Un esempio evidente è il mercato del lavoro, che mostra segnali ambigui. L’occupazione cresce ma in settori a bassa produttività mentre l’industria continua a non crescere. Per dirla con gli economisti, sono stati creati tanti posti di lavoro che non sviluppano ricchezza, come dimostra anche il mismatch tra domanda e offerta di lavoro. Inoltre, su oltre mezzo milione di nuovi occupati, la stragrande maggioranza (542mila) ha più di 50 anni. Nella fascia 25-34 anni, invece, si registrano 23mila occupati in meno e un numero identico di inattivi in più.

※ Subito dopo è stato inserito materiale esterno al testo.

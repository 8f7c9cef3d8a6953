//! Run configuration.
//!
//! A run is described by a TOML file such as:
//!
//! ```toml
//! seed = 42
//! batch_size = 500
//! iterations = 10
//! clients = 4
//!
//! [driver]
//! url = "postgres://bench@localhost/bench"
//! driver_type = "postgres"
//!
//! [driver.options]
//! application_name = "benchgen"
//! ```
//!
//! Every field is optional. Command-line flags override the file.

use anyhow::Context;
use serde::{Deserialize, Serialize};
use std::path::Path;
use workload_core::{DriverConfig, DriverType, Workload};
use workload_driver::RunnerOptions;
use workload_generator::DEFAULT_BATCH_SIZE;

/// Settings for one `benchgen run`.
#[derive(Debug, Clone, PartialEq, Serialize, Deserialize)]
#[serde(default)]
pub struct RunConfig {
    /// Replaces the workload's own seed
    #[serde(skip_serializing_if = "Option::is_none")]
    pub seed: Option<u64>,

    /// Rows per insert batch
    pub batch_size: usize,

    /// Workload-phase iterations per client
    pub iterations: u64,

    /// Number of clients sharing the workload
    pub clients: usize,

    /// Run only this client instead of the whole pool
    #[serde(skip_serializing_if = "Option::is_none")]
    pub client_index: Option<usize>,

    /// Driver selection and connection settings
    pub driver: DriverConfig,
}

impl Default for RunConfig {
    fn default() -> Self {
        Self {
            seed: None,
            batch_size: DEFAULT_BATCH_SIZE,
            iterations: 1,
            clients: 1,
            client_index: None,
            driver: DriverConfig::default(),
        }
    }
}

/// Values given on the command line; `None` keeps the configured value.
#[derive(Debug, Clone, Default)]
pub struct RunOverrides {
    pub seed: Option<u64>,
    pub batch_size: Option<usize>,
    pub iterations: Option<u64>,
    pub clients: Option<usize>,
    pub client_index: Option<usize>,
    pub driver_url: Option<String>,
    pub driver_type: Option<DriverType>,
}

impl RunConfig {
    /// Load from a TOML file.
    pub fn from_file<P: AsRef<Path>>(path: P) -> anyhow::Result<Self> {
        let path = path.as_ref();
        let content = std::fs::read_to_string(path)
            .with_context(|| format!("Failed to read run config {path:?}"))?;
        Self::from_toml(&content).with_context(|| format!("Invalid run config {path:?}"))
    }

    /// Parse TOML.
    pub fn from_toml(content: &str) -> anyhow::Result<Self> {
        let config: RunConfig = toml::from_str(content)?;
        config.validate()?;
        Ok(config)
    }

    /// Apply command-line overrides.
    pub fn with_overrides(mut self, overrides: RunOverrides) -> anyhow::Result<Self> {
        if let Some(seed) = overrides.seed {
            self.seed = Some(seed);
        }
        if let Some(batch_size) = overrides.batch_size {
            self.batch_size = batch_size;
        }
        if let Some(iterations) = overrides.iterations {
            self.iterations = iterations;
        }
        if let Some(clients) = overrides.clients {
            self.clients = clients;
        }
        if let Some(client_index) = overrides.client_index {
            self.client_index = Some(client_index);
        }
        if let Some(url) = overrides.driver_url {
            self.driver.url = url;
        }
        if let Some(driver_type) = overrides.driver_type {
            self.driver.driver_type = driver_type;
        }
        self.validate()?;
        Ok(self)
    }

    /// Check ranges.
    pub fn validate(&self) -> anyhow::Result<()> {
        if self.batch_size == 0 {
            anyhow::bail!("batch_size must be at least 1");
        }
        if self.clients == 0 {
            anyhow::bail!("clients must be at least 1");
        }
        if let Some(index) = self.client_index {
            if index >= self.clients {
                anyhow::bail!(
                    "client_index {index} is outside a pool of {} clients",
                    self.clients
                );
            }
        }
        Ok(())
    }

    /// Replace the workload seed when one is configured.
    pub fn apply_seed(&self, workload: &mut Workload) {
        if let Some(seed) = self.seed {
            workload.seed = seed;
        }
    }

    /// Indices of the clients this process runs.
    pub fn local_clients(&self) -> Vec<usize> {
        match self.client_index {
            Some(index) => vec![index],
            None => (0..self.clients).collect(),
        }
    }

    /// Runner options for client `client_index`.
    pub fn runner_options(&self, client_index: usize) -> RunnerOptions {
        RunnerOptions {
            batch_size: self.batch_size,
            client_index,
            client_count: self.clients,
        }
    }
}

Tra le donne, a febbraio 2025 si contano 28mila occupate in meno rispetto all’anno precedente, a fronte di 12mila uomini in più. Un mercato del lavoro, pertanto, che esclude e invecchia, lasciando ai margini proprio quelle energie — giovani e donne — di cui avrebbe più bisogno.

A questo si aggiunge una nuova impennata nella richiesta di cassa integrazione (+30,2% nel primo trimestre dell’anno), soprattutto nei settori in transizione – metalmeccanico, tessile, moda – che riflettono la fragilità di un sistema industriale, non ancora adeguatamente riconvertito rispetto alle sfide della transizione ecologica e digitale. Una dinamica che viviamo quotidianamente anche in Puglia, nel confronto diretto con le imprese, siano esse del manifatturiero, del commercio, dell’agroalimentare o attive nei settori dell’innovazione digitale, dei servizi avanzati e della conoscenza.

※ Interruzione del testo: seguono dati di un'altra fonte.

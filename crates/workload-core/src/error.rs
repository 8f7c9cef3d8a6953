//! Error taxonomy shared by every benchgen crate.
//!
//! Generation-layer errors are local to one Unit invocation: the caller
//! reports the invocation as failed and moves on. None of them are fatal
//! to the whole run.

/// Error type for rule validation, value generation and descriptor handling.
#[derive(Debug, thiserror::Error)]
pub enum WorkloadError {
    /// Malformed rule bounds or an unsupported flag combination
    #[error("Invalid generation rule: {reason}")]
    InvalidRule { reason: String },

    /// A unique generator was asked for more values than its domain holds
    #[error("Domain exhausted for generator #{ordinal} after {domain_size} unique values")]
    DomainExhausted { ordinal: u64, domain_size: u64 },

    /// A template placeholder has no bound generator
    #[error("Unresolved parameter '{name}' in unit '{unit}'")]
    UnresolvedParameter { unit: String, name: String },

    /// A tuple does not match the declared member count of its group
    #[error("Group '{group}' expects {expected} members, got {actual}")]
    GroupArityMismatch {
        group: String,
        expected: usize,
        actual: usize,
    },

    /// Incompatible or corrupt wire bytes
    #[error("Serialization error: {0}")]
    Serialization(String),

    /// Two bindings in one workload share an ordinal
    #[error("Ordinal {ordinal} is bound more than once ('{first}' and '{second}')")]
    DuplicateOrdinal {
        ordinal: u64,
        first: String,
        second: String,
    },

    /// A binding still carries the unassigned ordinal 0
    #[error("Parameter '{name}' has no ordinal assigned")]
    UnassignedOrdinal { name: String },

    /// The same parameter name is bound twice in one unit
    #[error("Parameter '{name}' is bound more than once in unit '{unit}'")]
    DuplicateParameter { unit: String, name: String },

    /// No unit with the given name exists in the workload
    #[error("Unit not found: {0}")]
    UnitNotFound(String),

    /// Error reading a workload file
    #[error("Failed to read workload file: {0}")]
    Io(#[from] std::io::Error),

    /// Error parsing workload YAML
    #[error("Failed to parse YAML: {0}")]
    Yaml(#[from] serde_yaml::Error),
}

impl WorkloadError {
    /// Shorthand for [`WorkloadError::InvalidRule`].
    pub fn invalid_rule(reason: impl Into<String>) -> Self {
        Self::InvalidRule {
            reason: reason.into(),
        }
    }

    /// Whether this error came from value generation rather than loading.
    pub fn is_generation_error(&self) -> bool {
        matches!(
            self,
            Self::InvalidRule { .. }
                | Self::DomainExhausted { .. }
                | Self::UnresolvedParameter { .. }
                | Self::GroupArityMismatch { .. }
        )
    }
}

impl From<rmp_serde::encode::Error> for WorkloadError {
    fn from(err: rmp_serde::encode::Error) -> Self {
        Self::Serialization(err.to_string())
    }
}

impl From<rmp_serde::decode::Error> for WorkloadError {
    fn from(err: rmp_serde::decode::Error) -> Self {
        Self::Serialization(err.to_string())
    }
}

/// Convenience alias used throughout the workspace.
pub type Result<T, E = WorkloadError> = std::result::Result<T, E>;

#[cfg(test)]
mod tests {
    use super::*;

    #[test]
    fn test_error_messages() {
        let err = WorkloadError::DomainExhausted {
            ordinal: 7,
            domain_size: 100,
        };
        assert_eq!(
            err.to_string(),
            "Domain exhausted for generator #7 after 100 unique values"
        );

        let err = WorkloadError::UnresolvedParameter {
            unit: "new_order".to_string(),
            name: "w_id".to_string(),
        };
        assert!(err.to_string().contains("'w_id'"));
        assert!(err.is_generation_error());
    }

    #[test]
    fn test_loading_errors_are_not_generation_errors() {
        let err = WorkloadError::UnitNotFound("missing".to_string());
        assert!(!err.is_generation_error());
        assert!(!WorkloadError::Serialization("bad".to_string()).is_generation_error());
    }
}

Di fronte a questi scenari, le Camere di commercio non sono semplici osservatori, ma enti pubblici che concretamente e quotidianamente esercitano competenze anche in materia di formazione, orientamento al lavoro e sostegno alla creazione d’impresa. Vogliamo rafforzare sempre più, a livello territoriale, il nostro ruolo di raccordo tra le esigenze del sistema produttivo e le politiche pubbliche per lo sviluppo. Nelle Giornate del Mezzogiorno, con ospiti autorevoli, entreremo nel merito dei nodi irrisolti per cercare di comprendere come uscire dalla zona grigia in cui ci troviamo, senza né crescita piena né declino conclamato.

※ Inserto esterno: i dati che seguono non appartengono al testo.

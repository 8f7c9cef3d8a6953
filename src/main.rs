//! Command-line interface for benchgen
//!
//! # Usage Examples
//!
//! ## Inspecting Workloads
//! ```bash
//! # Validate and outline a workload
//! benchgen validate --workload workloads/tpcb.yaml
//!
//! # Encode a workload (or one unit) to the wire format and back
//! benchgen encode --workload workloads/tpcb.yaml --output tpcb.bgw
//! benchgen decode --input tpcb.bgw
//!
//! # Preview resolved operations with a different seed
//! benchgen preview --workload workloads/tpcc_lite.yaml --unit new_order --count 5 --seed 7
//!
//! # Dump rows 1000..2000 of an insert
//! benchgen rows --workload workloads/tpcc_lite.yaml --unit load_item --start 1000 --end 2000
//! ```
//!
//! ## Running
//! ```bash
//! # Dry-run with settings from a TOML file, overriding the client count
//! benchgen run --workload workloads/tpcb.yaml --config run.toml --clients 4
//!
//! # Run client 2 of 4 only (one process per client)
//! benchgen run --workload workloads/tpcb.yaml --clients 4 --client-index 2
//! ```
//!
//! Log verbosity follows `RUST_LOG` (default `info`).

use anyhow::Context;
use benchgen::{
    decode_payload, describe, encode_workload, load_workload, preview, run_workload, write_rows,
    Preview, RunConfig, RunOverrides,
};
use clap::{Parser, Subcommand};
use std::io::Write;
use std::path::PathBuf;
use workload_core::{DriverType, Workload};

#[derive(Parser)]
#[command(name = "benchgen")]
#[command(about = "Deterministic workload generation for relational database benchmarks")]
#[command(long_about = None)]
struct Cli {
    #[command(subcommand)]
    command: Commands,
}

#[derive(Subcommand)]
enum Commands {
    /// Load a workload, check it and print its outline
    Validate {
        #[command(flatten)]
        source: WorkloadArgs,
    },

    /// Encode a workload, or one of its units, to the wire format
    Encode {
        #[command(flatten)]
        source: WorkloadArgs,

        /// Encode only this unit
        #[arg(long)]
        unit: Option<String>,

        /// Output file
        #[arg(long, value_name = "PATH")]
        output: PathBuf,
    },

    /// Print any wire payload as YAML
    Decode {
        /// Encoded payload file
        #[arg(long, value_name = "PATH")]
        input: PathBuf,
    },

    /// Print resolved invocations of a unit as JSON
    Preview {
        #[command(flatten)]
        source: WorkloadArgs,

        /// Unit name
        #[arg(long)]
        unit: String,

        /// Invocations to resolve (rows for an insert)
        #[arg(long, default_value = "3")]
        count: u64,
    },

    /// Print generated rows of an insert as tab-separated text
    Rows {
        #[command(flatten)]
        source: WorkloadArgs,

        /// Insert unit name (its table name unless named)
        #[arg(long)]
        unit: String,

        /// First row
        #[arg(long, default_value = "0")]
        start: u64,

        /// End of the row range (exclusive); defaults to the row count
        #[arg(long)]
        end: Option<u64>,

        /// Rows generated per batch
        #[arg(long, default_value = "1000")]
        batch_size: usize,
    },

    /// Run setup, iterations and teardown against the configured driver
    Run {
        #[command(flatten)]
        source: WorkloadArgs,

        /// Run configuration file (TOML)
        #[arg(long, value_name = "PATH", env = "BENCHGEN_CONFIG")]
        config: Option<PathBuf>,

        /// Workload-phase iterations per client
        #[arg(long)]
        iterations: Option<u64>,

        /// Number of clients sharing the workload
        #[arg(long)]
        clients: Option<usize>,

        /// Run only this client of the pool
        #[arg(long)]
        client_index: Option<usize>,

        /// Rows per insert batch
        #[arg(long)]
        batch_size: Option<usize>,

        /// Driver connection URL
        #[arg(long, env = "BENCHGEN_DRIVER_URL")]
        driver_url: Option<String>,

        /// Driver type (noop, postgres, picodata)
        #[arg(long)]
        driver_type: Option<DriverType>,
    },
}

/// Where the workload comes from.
#[derive(clap::Args)]
struct WorkloadArgs {
    /// Workload file (YAML)
    #[arg(long, value_name = "PATH", env = "BENCHGEN_WORKLOAD")]
    workload: PathBuf,

    /// Replace the workload's seed
    #[arg(long, env = "BENCHGEN_SEED")]
    seed: Option<u64>,
}

impl WorkloadArgs {
    fn load(&self) -> anyhow::Result<Workload> {
        let mut workload = load_workload(&self.workload)?;
        if let Some(seed) = self.seed {
            workload.seed = seed;
        }
        Ok(workload)
    }
}

#[tokio::main]
async fn main() -> anyhow::Result<()> {
    if let Err(e) = run().await {
        eprintln!("Error: {e:#}");
        std::process::exit(1);
    }
    Ok(())
}

async fn run() -> anyhow::Result<()> {
    // Initialize tracing
    tracing_subscriber::fmt()
        .with_env_filter(
            tracing_subscriber::EnvFilter::try_from_default_env()
                .unwrap_or_else(|_| tracing_subscriber::EnvFilter::new("info")),
        )
        .init();

    let cli = Cli::parse();

    match cli.command {
        Commands::Validate { source } => {
            let workload = source.load()?;
            print!("{}", describe(&workload));
            tracing::info!("Workload '{}' is valid", workload.name);
        }
        Commands::Encode {
            source,
            unit,
            output,
        } => {
            let workload = source.load()?;
            let bytes = encode_workload(&workload, unit.as_deref())?;
            std::fs::write(&output, &bytes)
                .with_context(|| format!("Failed to write {output:?}"))?;
            tracing::info!("Wrote {} bytes to {:?}", bytes.len(), output);
        }
        Commands::Decode { input } => {
            let bytes =
                std::fs::read(&input).with_context(|| format!("Failed to read {input:?}"))?;
            let yaml = decode_payload(&bytes)
                .with_context(|| format!("Failed to decode payload in {input:?}"))?;
            print!("{yaml}");
        }
        Commands::Preview {
            source,
            unit,
            count,
        } => {
            let workload = source.load()?;
            let json = match preview(&workload, &unit, count)? {
                Preview::Units(units) => serde_json::to_string_pretty(&units)?,
                Preview::Rows(batch) => serde_json::to_string_pretty(&batch)?,
            };
            println!("{json}");
        }
        Commands::Rows {
            source,
            unit,
            start,
            end,
            batch_size,
        } => {
            let workload = source.load()?;
            let stdout = std::io::stdout();
            let mut out = std::io::BufWriter::new(stdout.lock());
            let written = write_rows(&workload, &unit, start, end, batch_size, &mut out)?;
            out.flush()?;
            tracing::debug!("Wrote {written} rows");
        }
        Commands::Run {
            source,
            config,
            iterations,
            clients,
            client_index,
            batch_size,
            driver_url,
            driver_type,
        } => {
            let workload = source.load()?;
            let base = match &config {
                Some(path) => RunConfig::from_file(path)?,
                None => RunConfig::default(),
            };
            let config = base.with_overrides(RunOverrides {
                seed: source.seed,
                batch_size,
                iterations,
                clients,
                client_index,
                driver_url,
                driver_type,
            })?;

            let summary = run_workload(workload, &config).await?;
            println!("{}", serde_json::to_string_pretty(&summary)?);
            if summary.units_failed > 0 {
                anyhow::bail!("{} unit invocations failed", summary.units_failed);
            }
        }
    }

    Ok(())
}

Parleremo di politiche industriali, di strumenti efficaci per valorizzare il risparmio privato – tra i più solidi d’Europa – che, così come tanti nostri giovani, finisce troppo spesso per alimentare lo sviluppo di altri Paesi anziché del nostro, e di investimenti pubblici ben programmati: PNRR, fondi di coesione, ZES. Non c’è spazio per scorciatoie: serve onestà, sacrificio, visione. Il turismo è fondamentale, ma non può sostituire l’industria. Servono anche settori ad alta produttività, buoni salari, stabilità. L’Italia deve costruire oggi le condizioni per un futuro solido. E per farlo deve partire dal Sud, dai suoi talenti spesso inascoltati o trascurati, dalla sua energia – non solo metaforica – e dalla voglia di restare, investire, costruire. Il nostro sviluppo è il nostro futuro. Nessuno lo farà al posto nostro.